Probablemente, todo esto es más evidente en el caso de Bélgica. Una nación nueva cuyo nombre, el adjetivo de una antigua provincia del Imperio Romano, caído en desuso desde el final de la antigüedad, es rescatado directamente de los textos antiguos, y desde el primer momento de retorno a los clásicos, el Renacimiento.

Thomas Jacquemin presenta un fresco en el que numerosos historiadores combinan sesgos étnicos o lingüísticos presentes en los autores antiguos: celtas, galos, germanos o belgas; rasgos físicos atribuidos a “razas” de la antigüedad: rubios o morenos, altos o bajos, braquicéfalos o dolicocéfalos; atributos: valentía, orgullo; y delimitaciones culturales y/o lingüísticas más recientes desde el punto de vista histórico: franceses o belgas, belgas o alemanes, flamencos o valones… El resultado acaba siendo explosivo en la Europa de la víspera de la Gran Guerra y del periodo de entreguerras.

Los prejuicios ya existían.
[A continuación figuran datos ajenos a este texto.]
use graph_builder::{
    prelude::{DirectedCsrGraph, Idx, Target, UndirectedCsrGraph},
    DirectedDegrees, DirectedNeighborsWithValues, Graph, UndirectedDegrees,
    UndirectedNeighborsWithValues,
};

/// Iterates the relationships of single nodes.
///
/// A cursor is owned by exactly one thread. Other threads traverse the same
/// graph through their own cursors, see [`ComputeGraph::concurrent_copy`].
pub trait RelationshipCursor {
    /// Calls `visitor(node, target, weight)` for every relationship of `node`.
    ///
    /// Relationships without a weight report `default_weight`. The traversal
    /// stops as soon as `visitor` returns `false`.
    fn for_each_relationship<F>(&mut self, node: u64, default_weight: f64, visitor: F)
    where
        F: FnMut(u64, u64, f64) -> bool;
}

/// The read-only view of a graph that the algorithms in this crate compute on.
///
/// Nodes are identified by the dense range `0..node_count()`.
pub trait ComputeGraph: Sync {
    type Cursor<'a>: RelationshipCursor + Send
    where
        Self: 'a;

    fn node_count(&self) -> u64;

    /// Returns the number of relationships that
    /// [`RelationshipCursor::for_each_relationship`] visits for `node`.
    fn degree(&self, node: u64) -> u32;

    /// Creates an independent cursor that shares the graph topology.
    fn concurrent_copy(&self) -> Self::Cursor<'_>;

    /// Returns `true` if every relationship is visited from both of its end
    /// nodes.
    fn is_undirected(&self) -> bool;
}

/// Converts relationship values into weights.
pub trait EdgeWeight: Copy {
    fn weight_or(self, default_weight: f64) -> f64;
}

impl EdgeWeight for () {
    fn weight_or(self, default_weight: f64) -> f64 {
        default_weight
    }
}

impl EdgeWeight for f32 {
    fn weight_or(self, _: f64) -> f64 {
        self as f64
    }
}

impl EdgeWeight for f64 {
    fn weight_or(self, _: f64) -> f64 {
        self
    }
}

/// Selects which relationships of a directed graph are visited.
#[derive(Copy, Clone, Debug, Default, PartialEq, Eq)]
#[cfg_attr(feature = "serde", derive(serde::Serialize, serde::Deserialize))]
#[cfg_attr(feature = "clap", derive(clap::ValueEnum))]
pub enum Orientation {
    /// Outgoing relationships.
    #[default]
    Natural,
    /// Incoming relationships.
    Reverse,
    /// Outgoing followed by incoming relationships.
    Undirected,
}

/// A directed graph that is traversed in the given [`Orientation`].
///
/// # Examples
///
/// ```
/// use graph_compute::prelude::*;
///
/// let graph: DirectedCsrGraph<usize> = GraphBuilder::new()
///     .edges(vec![(0, 1), (2, 1)])
///     .build();
///
/// let undirected = Oriented::new(&graph, Orientation::Undirected);
/// assert_eq!(undirected.degree(1), 2);
///
/// let reverse = Oriented::new(&graph, Orientation::Reverse);
/// assert_eq!(reverse.degree(0), 0);
/// ```
#[derive(Debug)]
pub struct Oriented<'g, G> {
    graph: &'g G,
    orientation: Orientation,
}

impl<'g, G> Oriented<'g, G> {
    pub fn new(graph: &'g G, orientation: Orientation) -> Self {
        Self { graph, orientation }
    }

    pub fn orientation(&self) -> Orientation {
        self.orientation
    }
}

/// The cursor of the `graph_builder` CSR graphs.
///
/// CSR graphs are immutable and the cursor only borrows the adjacency lists.
pub struct CsrCursor<'g, G> {
    graph: &'g G,
    orientation: Orientation,
}

fn to_degree<NI: Idx>(degree: NI) -> u32 {
    u32::try_from(degree.index()).unwrap_or(u32::MAX)
}

// Returns `false` if the visitor stopped the traversal.
fn visit_targets<'a, NI, EV, F>(
    node: u64,
    targets: impl Iterator<Item = &'a Target<NI, EV>>,
    default_weight: f64,
    visitor: &mut F,
) -> bool
where
    NI: Idx,
    EV: EdgeWeight + 'a,
    F: FnMut(u64, u64, f64) -> bool,
{
    for target in targets {
        let weight = target.value.weight_or(default_weight);
        if !visitor(node, target.target.index() as u64, weight) {
            return false;
        }
    }
    true
}

impl<NI, NV, EV> ComputeGraph for UndirectedCsrGraph<NI, NV, EV>
where
    NI: Idx,
    NV: Sync,
    EV: EdgeWeight + Sync,
{
    type Cursor<'a> = CsrCursor<'a, Self> where Self: 'a;

    fn node_count(&self) -> u64 {
        Graph::node_count(self).index() as u64
    }

    fn degree(&self, node: u64) -> u32 {
        to_degree(UndirectedDegrees::degree(self, NI::new(node as usize)))
    }

    fn concurrent_copy(&self) -> Self::Cursor<'_> {
        CsrCursor {
            graph: self,
            orientation: Orientation::Undirected,
        }
    }

    fn is_undirected(&self) -> bool {
        true
    }
}

impl<NI, NV, EV> RelationshipCursor for CsrCursor<'_, UndirectedCsrGraph<NI, NV, EV>>
where
    NI: Idx,
    EV: EdgeWeight,
{
    fn for_each_relationship<F>(&mut self, node: u64, default_weight: f64, mut visitor: F)
    where
        F: FnMut(u64, u64, f64) -> bool,
    {
        let targets = self.graph.neighbors_with_values(NI::new(node as usize));
        visit_targets(node, targets, default_weight, &mut visitor);
    }
}

fn directed_degree<NI, NV, EV>(
    graph: &DirectedCsrGraph<NI, NV, EV>,
    node: u64,
    orientation: Orientation,
) -> u32
where
    NI: Idx,
{
    let node = NI::new(node as usize);
    let degree = match orientation {
        Orientation::Natural => graph.out_degree(node).index(),
        Orientation::Reverse => graph.in_degree(node).index(),
        Orientation::Undirected => graph.out_degree(node).index() + graph.in_degree(node).index(),
    };
    u32::try_from(degree).unwrap_or(u32::MAX)
}

impl<NI, NV, EV> ComputeGraph for DirectedCsrGraph<NI, NV, EV>
where
    NI: Idx,
    NV: Sync,
    EV: EdgeWeight + Sync,
{
    type Cursor<'a> = CsrCursor<'a, Self> where Self: 'a;

    fn node_count(&self) -> u64 {
        Graph::node_count(self).index() as u64
    }

    fn degree(&self, node: u64) -> u32 {
        directed_degree(self, node, Orientation::Natural)
    }

    fn concurrent_copy(&self) -> Self::Cursor<'_> {
        CsrCursor {
            graph: self,
            orientation: Orientation::Natural,
        }
    }

    fn is_undirected(&self) -> bool {
        false
    }
}

impl<'g, NI, NV, EV> ComputeGraph for Oriented<'g, DirectedCsrGraph<NI, NV, EV>>
where
    NI: Idx,
    NV: Sync,
    EV: EdgeWeight + Sync,
{
    type Cursor<'a> = CsrCursor<'a, DirectedCsrGraph<NI, NV, EV>> where Self: 'a;

    fn node_count(&self) -> u64 {
        Graph::node_count(self.graph).index() as u64
    }

    fn degree(&self, node: u64) -> u32 {
        directed_degree(self.graph, node, self.orientation)
    }

    fn concurrent_copy(&self) -> Self::Cursor<'_> {
        CsrCursor {
            graph: self.graph,
            orientation: self.orientation,
        }
    }

    fn is_undirected(&self) -> bool {
        self.orientation == Orientation::Undirected
    }
}

impl<NI, NV, EV> RelationshipCursor for CsrCursor<'_, DirectedCsrGraph<NI, NV, EV>>
where
    NI: Idx,
    EV: EdgeWeight,
{
    fn for_each_relationship<F>(&mut self, node: u64, default_weight: f64, mut visitor: F)
    where
        F: FnMut(u64, u64, f64) -> bool,
    {
        let graph = self.graph;
        let id = NI::new(node as usize);

        match self.orientation {
            Orientation::Natural => {
                visit_targets(
                    node,
                    graph.out_neighbors_with_values(id),
                    default_weight,
                    &mut visitor,
                );
            }
            Orientation::Reverse => {
                visit_targets(
                    node,
                    graph.in_neighbors_with_values(id),
                    default_weight,
                    &mut visitor,
                );
            }
            Orientation::Undirected => {
                if visit_targets(
                    node,
                    graph.out_neighbors_with_values(id),
                    default_weight,
                    &mut visitor,
                ) {
                    visit_targets(
                        node,
                        graph.in_neighbors_with_values(id),
                        default_weight,
                        &mut visitor,
                    );
                }
            }
        }
    }
}

/// A per-node property that may be absent for some nodes.
pub trait NodeProperty<T>: Sync {
    fn get(&self, node: u64) -> Option<T>;
}

impl<T: Copy + Sync> NodeProperty<T> for [Option<T>] {
    fn get(&self, node: u64) -> Option<T> {
        usize::try_from(node)
            .ok()
            .and_then(|node| <[Option<T>]>::get(self, node))
            .copied()
            .flatten()
    }
}

impl<T: Copy + Sync> NodeProperty<T> for Vec<Option<T>> {
    fn get(&self, node: u64) -> Option<T> {
        NodeProperty::get(self.as_slice(), node)
    }
}

/// Turns a closure into a [`NodeProperty`].
///
/// # Examples
///
/// ```
/// use graph_compute::prelude::*;
///
/// let even_nodes = FnProperty(|node: u64| (node % 2 == 0).then_some(node as i64));
/// assert_eq!(even_nodes.get(4), Some(4));
/// assert_eq!(even_nodes.get(5), None);
/// ```
#[derive(Copy, Clone, Debug)]
pub struct FnProperty<F>(pub F);

impl<T, F> NodeProperty<T> for FnProperty<F>
where
    F: Fn(u64) -> Option<T> + Sync,
{
    fn get(&self, node: u64) -> Option<T> {
        (self.0)(node)
    }
}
El origen no era otro que el primer gran fenómeno de mestizaje mundial, los desplazamientos humanos a mayor escala desde la presencia humana sobre la tierra que había que acotar invocando, desde las tesis racistas, una pureza prístina. La novedad que aportaban las tesis arqueológicas o antropológicas no era otra que, en un periodo dominado por el positivismo, dar carta de naturaleza científica a los prejuicios y a las ambiciones de dominio de unos sobre otros. La arqueología y la historia antigua como ciencias del otro que fuimos en el mismo espacio que ocupamos, y la antropología, como ciencia del otro, en el espacio que occidente quería ocupar, aportaron los fundamentos científicos y jugaron un papel primordial en la construcción de los paradigmas científicos. ¿Pero ese papel no era también el de aportar luz sobre un periodo antiguo, puro, de un campesinado no corrompido, de una relación más directa con la naturaleza, en un mundo que se dirigía hacia la industrialización, la urbanización masiva y el mestizaje característicos de la modernidad? ¿La arqueología (la ruina) no es también una ciencia romántica por excelencia? ¿No es el agricultor del Neolítico o de finales de la Edad del Hierro el más próximo a una “relación natural” con el espacio, con la producción; la esencia de una nación embrionaria donde la antigüedad no sería otra cosa  que el prólogo de la modernidad?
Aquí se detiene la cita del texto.